L’étude de la banque africaine segmentait la classe moyenne africaine en 3 sous-catégories : Une sous-catégorie flottante vivant avec des revenus qui vont de 2 à 4 dollars par jour ; Une sous-catégorie intermédiaire dont les revenus vont de 4 à 10 dollars par jour ; et une classe moyenne supérieure dont les revenus vont de 10 à 20 dollars par jour.
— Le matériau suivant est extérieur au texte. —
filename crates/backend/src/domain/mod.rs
pub mod a001_product;
//! LRU eviction against a byte capacity

use crate::index::MetadataIndex;
use crate::store::ContentStore;
use tracing::{debug, warn};

/// Capacity enforcement over a metadata index and its content store
#[derive(Debug, Clone, Copy)]
pub struct EvictionPolicy {
    pub capacity_limit: u64,
    /// Fraction of capacity a sweep drives utilization down to
    pub low_water_fraction: f64,
}

impl EvictionPolicy {
    pub fn new(capacity_limit: u64, low_water_fraction: f64) -> Self {
        Self {
            capacity_limit,
            low_water_fraction,
        }
    }

    fn low_water_bytes(&self) -> u64 {
        (self.capacity_limit as f64 * self.low_water_fraction) as u64
    }

    /// Evict least-recently-used entries until utilization falls to the
    /// low-water mark
    ///
    /// No-op while total size is at or under the capacity limit. Store
    /// deletes are best-effort; a delete failure is logged and the entry
    /// is removed from the index regardless, so an evicted entry is never
    /// re-reported as cached. Stops early if the index empties (a single
    /// entry can legitimately exceed the low-water mark). Returns the
    /// number of entries evicted.
    pub async fn enforce(&self, index: &mut MetadataIndex, store: &ContentStore) -> usize {
        if index.total_size() <= self.capacity_limit {
            return 0;
        }

        let low_water = self.low_water_bytes();
        let mut evicted = 0;

        for (logical_path, entry) in index.entries_by_last_access_ascending() {
            if index.total_size() <= low_water {
                break;
            }

            if let Err(err) = store.delete(&entry.storage_key).await {
                warn!(
                    path = %logical_path,
                    key = %entry.storage_key,
                    error = %err,
                    "Failed to delete evicted object, dropping index entry anyway"
                );
            }
            index.remove(&logical_path);
            evicted += 1;
            debug!(path = %logical_path, size = entry.size_bytes, "Evicted from cache");
        }

        evicted
    }
}
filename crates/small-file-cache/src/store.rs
//! Durable byte storage keyed by storage key

use crate::error::StorageError;
use std::io::ErrorKind;
use std::path::{Path, PathBuf};
use tokio::fs;
use tracing::debug;

/// On-disk object store rooted at a dedicated directory
///
/// Objects live flat under the root, named by their storage key. Writes
/// go to a temp file in the same directory and are renamed into place,
/// so a torn write never leaves a visible object.
pub struct ContentStore {
    root: PathBuf,
}

impl ContentStore {
    pub fn new(root: PathBuf) -> Self {
        Self { root }
    }

    /// Ensure the store directory exists
    pub async fn init(&self) -> Result<(), StorageError> {
        fs::create_dir_all(&self.root)
            .await
            .map_err(StorageError::WriteFailed)
    }

    pub fn root(&self) -> &Path {
        &self.root
    }

    fn object_path(&self, storage_key: &str) -> PathBuf {
        self.root.join(storage_key)
    }

    /// Write an object, overwriting any existing one under the same key
    pub async fn put(&self, storage_key: &str, data: &[u8]) -> Result<(), StorageError> {
        let path = self.object_path(storage_key);
        let tmp = self.root.join(format!("{}.tmp", storage_key));

        fs::write(&tmp, data)
            .await
            .map_err(StorageError::WriteFailed)?;
        if let Err(err) = fs::rename(&tmp, &path).await {
            let _ = fs::remove_file(&tmp).await;
            return Err(StorageError::WriteFailed(err));
        }

        debug!(key = %storage_key, size = data.len(), "Stored object");
        Ok(())
    }

    /// Read the full content of an object
    pub async fn get(&self, storage_key: &str) -> Result<Vec<u8>, StorageError> {
        match fs::read(self.object_path(storage_key)).await {
            Ok(data) => Ok(data),
            Err(err) if err.kind() == ErrorKind::NotFound => {
                Err(StorageError::NotFound(storage_key.to_string()))
            }
            Err(err) => Err(StorageError::ReadFailed(err)),
        }
    }

    /// Remove an object; already-absent counts as success
    pub async fn delete(&self, storage_key: &str) -> Result<(), StorageError> {
        match fs::remove_file(self.object_path(storage_key)).await {
            Ok(()) => Ok(()),
            Err(err) if err.kind() == ErrorKind::NotFound => Ok(()),
            Err(err) => Err(StorageError::WriteFailed(err)),
        }
    }

    /// Whether an object exists under the given key; never errors
    pub async fn exists(&self, storage_key: &str) -> bool {
        fs::try_exists(self.object_path(storage_key))
            .await
            .unwrap_or(false)
    }
}

#[cfg(test)]
mod tests {
    use super::*;
    use tempfile::tempdir;

    #[tokio::test]
    async fn test_put_and_get_roundtrip() {
        let dir = tempdir().unwrap();
        let store = ContentStore::new(dir.path().join("objects"));
        store.init().await.unwrap();

        store.put("abc_pose.json", b"{\"x\": 1}").await.unwrap();
        let data = store.get("abc_pose.json").await.unwrap();
        assert_eq!(data, b"{\"x\": 1}");
    }

    #[tokio::test]
    async fn test_put_overwrites() {
        let dir = tempdir().unwrap();
        let store = ContentStore::new(dir.path().to_path_buf());
        store.init().await.unwrap();

        store.put("key", b"old").await.unwrap();
        store.put("key", b"new").await.unwrap();
        assert_eq!(store.get("key").await.unwrap(), b"new");
    }

    #[tokio::test]
    async fn test_put_leaves_no_temp_file() {
        let dir = tempdir().unwrap();
        let store = ContentStore::new(dir.path().to_path_buf());
        store.init().await.unwrap();

        store.put("key", b"data").await.unwrap();

        let mut names = Vec::new();
        let mut read_dir = fs::read_dir(dir.path()).await.unwrap();
        while let Some(entry) = read_dir.next_entry().await.unwrap() {
            names.push(entry.file_name().to_string_lossy().into_owned());
        }
        assert_eq!(names, vec!["key".to_string()]);
    }

    #[tokio::test]
    async fn test_get_missing_is_not_found() {
        let dir = tempdir().unwrap();
        let store = ContentStore::new(dir.path().to_path_buf());
        store.init().await.unwrap();

        let err = store.get("missing").await.unwrap_err();
        assert!(matches!(err, StorageError::NotFound(key) if key == "missing"));
    }

    #[tokio::test]
    async fn test_delete_is_idempotent() {
        let dir = tempdir().unwrap();
        let store = ContentStore::new(dir.path().to_path_buf());
        store.init().await.unwrap();

        store.put("key", b"data").await.unwrap();
        store.delete("key").await.unwrap();
        // Second delete of an absent object still succeeds
        store.delete("key").await.unwrap();
        assert!(!store.exists("key").await);
    }

    #[tokio::test]
    async fn test_exists() {
        let dir = tempdir().unwrap();
        let store = ContentStore::new(dir.path().to_path_buf());
        store.init().await.unwrap();

        assert!(!store.exists("key").await);
        store.put("key", b"data").await.unwrap();
        assert!(store.exists("key").await);
    }
}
L’attention portée à l’émergence d’une classe moyenne africaine fait périodiquement l’objet de débats nourris tantôt pour solidifier l’argumentaire afro optimiste, tantôt pour formuler quelques doutes. En réalité il y a lieu de s’interroger sur la définition de la classe moyenne proposée par la BAD. Présenter comme appartenant à la classe moyenne des individus dont les revenus varient de 2 à 4 dollars par jour n’est pas sérieux au regard du niveau de vie réel de la classe moyenne africaine dont les revenus sont largement plus importants. Il s’agit très certainement d’une sous-catégorie intermédiaire entre le vaste prolétariat et la classe moyenne. Mais ce n’est pas encore la classe moyenne. Le seul fait de pouvoir satisfaire d’autres besoins que les besoins alimentaires primaires ne fait pas d’un individu un membre de la classe moyenne. Ce que la Bad présente dans sa schématisation comme la classe moyenne supérieure, c'est-à-dire les individus ayant entre 10 dollars par jour et 20 dollars, représente en réalité la classe moyenne inférieure.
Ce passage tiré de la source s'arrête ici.